- Your resource for information on Mental Health and Aging
- Is an Educational network to raise awareness of older adult behavioral health issues
- Is an Advocacy network, both statewide and national
- Is pro-active and consistently challenges both stigma and ageism
- Brings people, ideas and resources together
Behavioral health is defined as a state of mental and emotional well-being and/or choices and actions affecting wellness. Problems such as depression, substance abuse, medication misuse, addictions and suicidal thoughts are not a normal part of aging and may result in a loss of independence, the worsening of chronic disease symptoms, social isolation and premature death.

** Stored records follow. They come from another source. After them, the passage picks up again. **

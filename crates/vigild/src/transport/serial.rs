//! Serial-line adapter.
//!
//! Opens the configured port (8-N-1), reads newline-delimited lines, and
//! forwards each non-empty line into the event queue. Reads run under a
//! short timeout so the cancellation token is observed promptly; the
//! partially read buffer survives timeouts, so slow senders do not lose
//! half a line. Open failures and read errors re-enter the open path
//! after the configured fixed delay, forever.

use std::time::Duration;

use tokio::io::{AsyncBufReadExt, BufReader};
use tokio::time::{sleep, timeout};
use tokio_serial::{DataBits, Parity, SerialStream, StopBits};
use tokio_util::sync::CancellationToken;
use tracing::{debug, info, warn};

use vigil_core::{RawMessage, TransportKind};

use crate::config::SerialConfig;
use crate::queue::QueuePusher;
use crate::supervisor::{ConnectionSupervisor, FailureKind, RetryPolicy};

use super::TransportHandle;

/// Read timeout; doubles as the cancellation poll interval.
const READ_TIMEOUT: Duration = Duration::from_millis(100);

/// Spawns the serial reception loop and returns its handle.
pub fn spawn_serial_adapter(cfg: SerialConfig, queue: QueuePusher) -> TransportHandle {
    let cancel = CancellationToken::new();
    let policy = RetryPolicy {
        reconnect_delay: cfg.retry_delay(),
        init_retry_delay: cfg.retry_delay(),
    };
    let (supervisor, state_rx) = ConnectionSupervisor::new(TransportKind::Serial, policy);

    let task = tokio::spawn(run_reception_loop(cfg, supervisor, queue, cancel.clone()));

    TransportHandle::new(TransportKind::Serial, cancel, state_rx, None, task)
}

async fn run_reception_loop(
    cfg: SerialConfig,
    mut supervisor: ConnectionSupervisor,
    queue: QueuePusher,
    cancel: CancellationToken,
) {
    info!(port = %cfg.port, baud = cfg.baud_rate, "Serial adapter started");

    'reconnect: loop {
        if cancel.is_cancelled() {
            break;
        }
        supervisor.connecting();

        let stream = match open_port(&cfg) {
            Ok(stream) => stream,
            Err(e) => {
                warn!(port = %cfg.port, error = %e, "Failed to open serial port");
                let delay = supervisor.retry_after(FailureKind::InitFailure);
                tokio::select! {
                    biased;
                    _ = cancel.cancelled() => break 'reconnect,
                    _ = sleep(delay) => continue 'reconnect,
                }
            }
        };

        supervisor.connected();
        let mut reader = BufReader::new(stream);
        let mut line = String::new();

        loop {
            tokio::select! {
                biased;

                _ = cancel.cancelled() => break 'reconnect,

                result = timeout(READ_TIMEOUT, reader.read_line(&mut line)) => match result {
                    // Timeout: normal on an idle line. The partial buffer
                    // is kept; the next read appends to it.
                    Err(_) => {}

                    // EOF: the device went away (unplugged USB adapter).
                    Ok(Ok(0)) => {
                        warn!(port = %cfg.port, "Serial port closed by peer");
                        let delay = supervisor.retry_after(FailureKind::ConnectionLost);
                        tokio::select! {
                            biased;
                            _ = cancel.cancelled() => break 'reconnect,
                            _ = sleep(delay) => continue 'reconnect,
                        }
                    }

                    Ok(Ok(_)) => {
                        let trimmed = line.trim();
                        if trimmed.is_empty() {
                            debug!(port = %cfg.port, "Ignoring blank line");
                        } else {
                            debug!(port = %cfg.port, payload = %trimmed, "Line received");
                            queue.push(RawMessage::new(
                                cfg.port.clone(),
                                trimmed.to_string(),
                                TransportKind::Serial,
                            ));
                        }
                        line.clear();
                    }

                    Ok(Err(e)) => {
                        warn!(port = %cfg.port, error = %e, "Serial read error");
                        let delay = supervisor.retry_after(FailureKind::ConnectionLost);
                        tokio::select! {
                            biased;
                            _ = cancel.cancelled() => break 'reconnect,
                            _ = sleep(delay) => continue 'reconnect,
                        }
                    }
                }
            }
        }
    }

    // Dropping the stream closes the port handle.
    supervisor.disconnected();
    info!(port = %cfg.port, "Serial adapter stopped");
}

fn open_port(cfg: &SerialConfig) -> tokio_serial::Result<SerialStream> {
    let builder = tokio_serial::new(cfg.port.clone(), cfg.baud_rate)
        .data_bits(DataBits::Eight)
        .parity(Parity::None)
        .stop_bits(StopBits::One);

    SerialStream::open(&builder)
}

Mental health changes in individuals over age 60 are often linked to physical disorders such as heart attack and stroke. Other factors including metabolic changes, medication interactions, infections, personal losses, isolation and situational changes are also associated with mental health changes.
More than one in four Americans over age 60 will experience a clinically significant change in their thinking or emotions. Many seniors are diagnosed for the first time as they age with conditions such as depression, anxiety, and dementia. The risk of depression is highest for older adults with chronic medical conditions like stroke, diabetes or heart disease.
Major anxiety and mood disorders can lead to a decreased quality of life and contribute to social isolation, loss of independence and suicide.
Older adults have one of the highest rates of suicide. From 2011-2015, the rate of suicide for 65+ was more than 20% higher than the rate of suicide for the general population. During that time, the rate of suicide for while men 85+ was 4 times the rate of the general population.
About 17% of older adults 50+ have problems with alcohol and other substances.
A behavioral health disorder like depression IS NOT a normal part of aging.
Recovery has no age limit. Older adults often recover at rates that are higher than younger people.